Wired reports that this South African cockroach studied by zoologist Mike Picker of the University of Cape Town is the only one of the more than 4,000 cockroach species to abandon scuttling almost entirely as its primary mode of movement.
In fact, Wired notes, that the "leaproach" as it's nicknamed can outperform grasshoppers by more than double in terms of length of leaping ability relative to body size:
To find out how the leaproach’s legs worked, the researchers set up a high-speed camera to document its every movement ([below]). Combined with microscope photographs, the videos reveal that the leaproach’s knees are crucial to its jump.At the knee is a wad of elastic protein called resilin. When the leaproach’s leg muscles contract, the resilin coils up like a flexed rubber band and stores the energy of flexing leg muscles.

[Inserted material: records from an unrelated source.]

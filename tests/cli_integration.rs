//! Integration tests for the `tg` CLI.
//!
//! Each test creates a temp directory, runs `tg` as a subprocess, and
//! verifies stdout and/or file contents.

use std::fs;
use std::path::{Path, PathBuf};
use std::process::{Command, Output};

use serde_json::Value;

/// Get the path to the built `tg` binary.
fn tg_bin() -> PathBuf {
    // cargo test builds to target/debug/
    let mut path = std::env::current_exe().unwrap();
    path.pop(); // remove test binary name
    path.pop(); // remove deps/
    path.push("tg");
    path
}

fn tg(dir: &Path, args: &[&str]) -> Output {
    Command::new(tg_bin())
        .current_dir(dir)
        .args(args)
        .output()
        .expect("failed to run tg")
}

fn tg_ok(dir: &Path, args: &[&str]) -> String {
    let out = tg(dir, args);
    assert!(
        out.status.success(),
        "tg {:?} failed: {}",
        args,
        String::from_utf8_lossy(&out.stderr)
    );
    String::from_utf8(out.stdout).unwrap()
}

fn tg_json(dir: &Path, args: &[&str]) -> Value {
    let mut full = args.to_vec();
    full.push("--json");
    serde_json::from_str(&tg_ok(dir, &full)).expect("invalid JSON output")
}

fn write_feeds(dir: &Path) {
    fs::write(
        dir.join("feeds.json"),
        r#"{
  "assigned": [
    {
      "id": 101,
      "title": "Fix login bug",
      "url": "https://github.com/acme/widgets/issues/101",
      "repo": "acme/widgets",
      "type": "issue",
      "author": { "login": "octocat", "avatarUrl": "" },
      "labels": [{ "name": "bug", "color": "d73a4a" }],
      "priority": "high",
      "updatedAt": "2020-01-01T00:00:00Z"
    },
    {
      "id": "PR_55",
      "title": "Refactor parser",
      "url": "https://github.com/acme/widgets/pull/55",
      "repo": "acme/widgets",
      "type": "pullRequest",
      "author": { "login": "hubot", "avatarUrl": "" },
      "priority": "medium",
      "updatedAt": "2020-01-01T00:00:00Z",
      "mergeable": "MERGEABLE"
    }
  ],
  "mentions": [
    {
      "id": 202,
      "title": "Thoughts on this design?",
      "repo": "acme/gadgets",
      "type": "issue",
      "author": { "login": "octocat", "avatarUrl": "" },
      "priority": "low",
      "updatedAt": "2020-01-01T00:00:00Z"
    }
  ],
  "stale": [
    {
      "id": 303,
      "title": "Ancient bug nobody fixed",
      "repo": "acme/widgets",
      "type": "issue",
      "author": { "login": "hubot", "avatarUrl": "" },
      "priority": "urgent",
      "updatedAt": "2020-01-01T00:00:00Z"
    }
  ],
  "goodIssues": [
    {
      "id": 401,
      "title": "Add missing docs",
      "repository": "acme/widgets",
      "url": "https://github.com/acme/widgets/issues/401",
      "difficulty": "easy",
      "language": "Rust",
      "stars": 1500,
      "labels": ["good first issue"],
      "priority": "low"
    }
  ],
  "easyFixes": [
    {
      "id": 402,
      "title": "Typo in README",
      "repository": "acme/tools",
      "url": "https://github.com/acme/tools/issues/402",
      "difficulty": "easy",
      "stars": 80,
      "labels": ["help wanted"],
      "priority": "low"
    }
  ]
}"#,
    )
    .unwrap();
}

// ============================================================================
// init + board lifecycle
// ============================================================================

#[test]
fn init_creates_data_dir() {
    let dir = tempfile::TempDir::new().unwrap();
    tg_ok(dir.path(), &["init"]);
    assert!(dir.path().join(".triage/triage.toml").exists());
    assert!(dir.path().join(".triage/board.json").exists());

    // reinit without --force refuses
    let out = tg(dir.path(), &["init"]);
    assert!(!out.status.success());
    tg_ok(dir.path(), &["init", "--force"]);
}

#[test]
fn add_and_show_board() {
    let dir = tempfile::TempDir::new().unwrap();
    tg_ok(dir.path(), &["init"]);
    let out = tg_ok(dir.path(), &["add", "Write docs", "--priority", "high"]);
    assert!(out.contains("added task-001"));

    let board = tg_json(dir.path(), &["board"]);
    let todo = &board["columns"]["todo"]["tasks"];
    assert_eq!(todo[0]["title"], "Write docs");
    assert_eq!(todo[0]["priority"], "high");
    assert_eq!(todo[0]["type"], "custom");
}

#[test]
fn move_archive_restore_cycle() {
    let dir = tempfile::TempDir::new().unwrap();
    tg_ok(dir.path(), &["init"]);
    tg_ok(dir.path(), &["add", "Task one"]);
    tg_ok(dir.path(), &["mv", "task-001", "done"]);

    let board = tg_json(dir.path(), &["board"]);
    assert_eq!(board["columns"]["done"]["tasks"][0]["id"], "task-001");

    tg_ok(dir.path(), &["archive", "task-001"]);
    let archived = tg_json(dir.path(), &["archived"]);
    assert_eq!(archived.as_array().unwrap().len(), 1);
    assert!(archived[0]["archivedAt"].is_string());

    // restore lands in todo, not the original column
    tg_ok(dir.path(), &["restore", "task-001"]);
    let board = tg_json(dir.path(), &["board"]);
    assert_eq!(board["columns"]["todo"]["tasks"][0]["id"], "task-001");
    assert!(board["columns"]["todo"]["tasks"][0]["archivedAt"].is_null());
    assert_eq!(tg_json(dir.path(), &["archived"]).as_array().unwrap().len(), 0);
}

#[test]
fn missing_ids_are_noops() {
    let dir = tempfile::TempDir::new().unwrap();
    tg_ok(dir.path(), &["init"]);
    // none of these should fail the process
    tg_ok(dir.path(), &["mv", "task-404", "done"]);
    tg_ok(dir.path(), &["archive", "task-404"]);
    tg_ok(dir.path(), &["restore", "task-404"]);
    tg_ok(dir.path(), &["purge", "task-404"]);
}

#[test]
fn clear_archive_requires_confirmation() {
    let dir = tempfile::TempDir::new().unwrap();
    tg_ok(dir.path(), &["init"]);
    tg_ok(dir.path(), &["add", "A"]);
    tg_ok(dir.path(), &["add", "B"]);
    tg_ok(dir.path(), &["archive", "task-001"]);
    tg_ok(dir.path(), &["archive", "task-002"]);
    tg_ok(dir.path(), &["purge", "task-001"]);

    let out = tg(dir.path(), &["clear-archive"]);
    assert!(!out.status.success());
    assert_eq!(tg_json(dir.path(), &["archived"]).as_array().unwrap().len(), 1);

    tg_ok(dir.path(), &["clear-archive", "--yes"]);
    assert_eq!(tg_json(dir.path(), &["archived"]).as_array().unwrap().len(), 0);
}

// ============================================================================
// feed classification, filtering, import
// ============================================================================

#[test]
fn items_lists_and_filters() {
    let dir = tempfile::TempDir::new().unwrap();
    write_feeds(dir.path());

    let all = tg_json(dir.path(), &["items", "feeds.json"]);
    assert_eq!(all.as_array().unwrap().len(), 4);
    // fixture dates are years old, every row is critical
    assert_eq!(all[0]["severity"], "critical");
    assert!(all[0]["days_old"].as_i64().unwrap() > 14);

    let stale = tg_json(dir.path(), &["items", "feeds.json", "--tab", "stale"]);
    assert_eq!(stale.as_array().unwrap().len(), 1);
    assert_eq!(stale[0]["id"], "303");

    let octocat = tg_json(dir.path(), &["items", "feeds.json", "--assignee", "octocat"]);
    assert_eq!(octocat.as_array().unwrap().len(), 2);

    let prs = tg_json(dir.path(), &["items", "feeds.json", "--type", "pullRequest"]);
    assert_eq!(prs.as_array().unwrap().len(), 1);
    assert_eq!(prs[0]["id"], "PR_55");

    // --query pairs go through the same codec
    let via_query = tg_json(
        dir.path(),
        &["items", "feeds.json", "--query", "repository=acme/gadgets"],
    );
    assert_eq!(via_query.as_array().unwrap().len(), 1);
    assert_eq!(via_query[0]["id"], "202");

    // unknown enum tokens are coerced away, not errors
    let coerced = tg_json(
        dir.path(),
        &["items", "feeds.json", "--query", "type=banana", "--query", "staleness=soon"],
    );
    assert_eq!(coerced.as_array().unwrap().len(), 4);
}

#[test]
fn items_filter_options_projection() {
    let dir = tempfile::TempDir::new().unwrap();
    write_feeds(dir.path());

    let options = tg_json(dir.path(), &["items", "feeds.json", "--options"]);
    assert_eq!(options["assignees"], serde_json::json!(["hubot", "octocat"]));
    assert_eq!(
        options["repositories"],
        serde_json::json!(["acme/gadgets", "acme/widgets"])
    );
}

#[test]
fn wins_lists_and_filters() {
    let dir = tempfile::TempDir::new().unwrap();
    write_feeds(dir.path());

    let all = tg_json(dir.path(), &["wins", "feeds.json"]);
    assert_eq!(all.as_array().unwrap().len(), 2);

    let starred = tg_json(dir.path(), &["wins", "feeds.json", "--min-stars", "500"]);
    assert_eq!(starred.as_array().unwrap().len(), 1);
    assert_eq!(starred[0]["id"], "401");

    let fixes = tg_json(dir.path(), &["wins", "feeds.json", "--category", "easy-fixes"]);
    assert_eq!(fixes.as_array().unwrap().len(), 1);
    assert_eq!(fixes[0]["id"], "402");
}

#[test]
fn import_action_items_onto_board() {
    let dir = tempfile::TempDir::new().unwrap();
    tg_ok(dir.path(), &["init"]);
    write_feeds(dir.path());

    let out = tg_ok(dir.path(), &["import", "feeds.json", "--id", "101", "--id", "999"]);
    assert!(out.contains("imported 1 task(s), skipped 1"));

    let board = tg_json(dir.path(), &["board"]);
    let task = &board["columns"]["todo"]["tasks"][0];
    assert_eq!(task["title"], "Fix login bug");
    assert_eq!(task["type"], "github-issue");
    assert_eq!(task["description"], "acme/widgets#101");
    assert_eq!(task["labels"], serde_json::json!(["bug"]));
}

#[test]
fn import_quick_wins_onto_board() {
    let dir = tempfile::TempDir::new().unwrap();
    tg_ok(dir.path(), &["init"]);
    write_feeds(dir.path());

    tg_ok(dir.path(), &["import", "feeds.json", "--wins", "--column", "in-progress"]);
    let board = tg_json(dir.path(), &["board"]);
    let tasks = board["columns"]["in-progress"]["tasks"].as_array().unwrap();
    assert_eq!(tasks.len(), 2);
    assert_eq!(tasks[0]["type"], "github-issue");
}

#[test]
fn status_reflects_feed_freshness() {
    let dir = tempfile::TempDir::new().unwrap();
    tg_ok(dir.path(), &["init"]);
    write_feeds(dir.path());

    // before any listing, every feed is stale
    let rows = tg_json(dir.path(), &["status"]);
    assert!(rows.as_array().unwrap().iter().all(|r| r["fresh"] == false));

    // listing the stale tab refreshes only that feed
    tg_ok(dir.path(), &["items", "feeds.json", "--tab", "stale"]);
    let rows = tg_json(dir.path(), &["status"]);
    for row in rows.as_array().unwrap() {
        let expect_fresh = row["feed"] == "stale";
        assert_eq!(row["fresh"].as_bool().unwrap(), expect_fresh, "{}", row["feed"]);
    }
}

When the moment to jump arrives, the leaproach extends its legs, activating the spring-loaded knees. A fraction of a second later, it zips through the air with an acceleration 23 times greater than that of Earth’s gravity.
Check out this slo-mo footage of a leaproach jumping about a foot in length:
The researchers point out that unlike other jumping insects, the leaproach doesn't have wings to stabilize itself, but it is an accurate jumper none the less:
[...] the leaproach spreads out its appendages like a falling skydiver, presumably to influence where it lands. Specialized antenna sockets also give the critter a more aerodynamic shape, and Picker said a pair of “extreme” bulging eyes helps them pinpoint landing spots.“They’re extremely accurate, and they don’t just sit around,” he said. “They’re always moving, moving, moving, jumping, jumping, jumping.”
Wired reports that leaproach, scientifically named Saltoblattella montistabularis, was discovered in 2006 but only has been recognized as a new species since 2010.